TO DO
In the records that follow, find each line with the word "CollisionKind" and copy it.

STUDY MATERIAL
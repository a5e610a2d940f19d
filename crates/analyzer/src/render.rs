//! Per-cluster topology tables.

use crate::clusters::ClusterRecord;
use crate::collaborators::ServiceLookup;
use crate::session::SessionBindings;
use crate::settings::Settings;
use crate::table::Table;
use crate::topology::ServiceTopology;
use regex::Regex;
use std::sync::LazyLock;

/// `ns_1@` style node prefix.
static NODE_PREFIX_PATTERN: LazyLock<Regex> =
    LazyLock::new(|| Regex::new(r"^[^@]*@").unwrap());

/// Strip the `<prefix>@` part of a node name.
pub fn short_node_name(node: &str) -> &str {
    match NODE_PREFIX_PATTERN.find(node) {
        Some(m) => &node[m.end()..],
        None => node,
    }
}

/// Render the node x service matrix of a cluster.
///
/// Returns `None` for clusters without service support. With a session
/// attached, the `n#` column carries node ids and every membership is
/// bound to a service id.
pub fn render_cluster(
    record: &ClusterRecord,
    lookup: &dyn ServiceLookup,
    settings: &Settings,
    session: Option<&mut SessionBindings>,
) -> Option<String> {
    let topology = ServiceTopology::build(record, lookup)?;
    Some(membership_table(record, &topology, settings, session).render())
}

/// The matrix for a cluster whose topology is already known.
pub fn membership_table(
    record: &ClusterRecord,
    topology: &ServiceTopology,
    settings: &Settings,
    mut session: Option<&mut SessionBindings>,
) -> Table {
    let mut table = Table::new(
        format!("Cluster ({}) (nodes: {})", record.name, record.node_count()),
        true,
    );
    table.set_padding(settings.padding);

    let service_names: Vec<&str> = topology.service_names().collect();
    table.add_headings(["node", "n#", "services:"]);
    table.add_headings(service_names.iter().copied());

    for (i, node) in record.sorted_nodes().iter().enumerate() {
        let label = match session.as_deref_mut() {
            Some(bindings) => bindings.bind_node(node),
            None => i.to_string(),
        };

        let mut row = vec![node.clone(), label, String::new()];
        for service in &service_names {
            if let Some(bindings) = session.as_deref_mut() {
                bindings.declare_service(service);
            }
            if topology.is_member(service, node) {
                row.push(settings.member_marker.clone());
                if let Some(bindings) = session.as_deref_mut() {
                    bindings.bind_service_role(service, node);
                }
            } else {
                row.push(settings.non_member_marker.clone());
            }
        }
        table.add_row(row);
    }

    table
}

/// Render one row per service with its member count.
///
/// Single members are shown by short name; larger groups by the cluster's
/// summary name for them.
pub fn render_service_summary(
    record: &ClusterRecord,
    lookup: &dyn ServiceLookup,
    settings: &Settings,
) -> Option<String> {
    let topology = ServiceTopology::build(record, lookup)?;

    let mut table = Table::new(format!("Cluster ({})", record.name), true);
    table.set_padding(settings.padding);
    table.add_headings(["Service", "Total", "Nodes"]);

    for service in topology.service_names() {
        let members = topology.members(service);
        let nodes = match members {
            [only] => short_node_name(only).to_string(),
            _ => record.cluster.summarize_name(members),
        };
        table.add_row(vec![service.to_string(), members.len().to_string(), nodes]);
    }

    Some(table.render())
}
//! Duplicate identity handling for nodes and clusters.

use serde::{Deserialize, Serialize};
use std::fmt;
use std::str::FromStr;

/// What to do when two records claim the same node or cluster name.
#[derive(Debug, Clone, Copy, Default, PartialEq, Eq, Serialize, Deserialize)]
#[serde(rename_all = "kebab-case")]
pub enum MergePolicy {
    /// The later record (in log location order) replaces the earlier one.
    #[default]
    LastWins,
    /// Abort the run with a duplicate error.
    Reject,
}

impl fmt::Display for MergePolicy {
    fn fmt(&self, f: &mut fmt::Formatter<'_>) -> fmt::Result {
        match self {
            MergePolicy::LastWins => write!(f, "last-wins"),
            MergePolicy::Reject => write!(f, "reject"),
        }
    }
}

impl FromStr for MergePolicy {
    type Err = cbtopo_common::Error;

    fn from_str(s: &str) -> Result<Self, Self::Err> {
        match s.to_lowercase().as_str() {
            "last-wins" | "lastwins" => Ok(MergePolicy::LastWins),
            "reject" => Ok(MergePolicy::Reject),
            _ => Err(cbtopo_common::Error::Config(format!(
                "unknown merge policy: {}",
                s
            ))),
        }
    }
}

/// Which kind of identity collided.
#[derive(Debug, Clone, Copy, PartialEq, Eq, Serialize)]
#[serde(rename_all = "lowercase")]
pub enum CollisionKind {
    Node,
    Cluster,
}

/// A duplicate identity that was resolved by overwriting.
#[derive(Debug, Clone, PartialEq, Eq, Serialize)]
pub struct Collision {
    pub kind: CollisionKind,
    pub name: String,
    /// Source of the record that was dropped.
    pub replaced: String,
    /// Source of the record that was kept.
    pub kept: String,
}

ANSWER SPACE
pub enum CollisionKind {
    pub kind: CollisionKind,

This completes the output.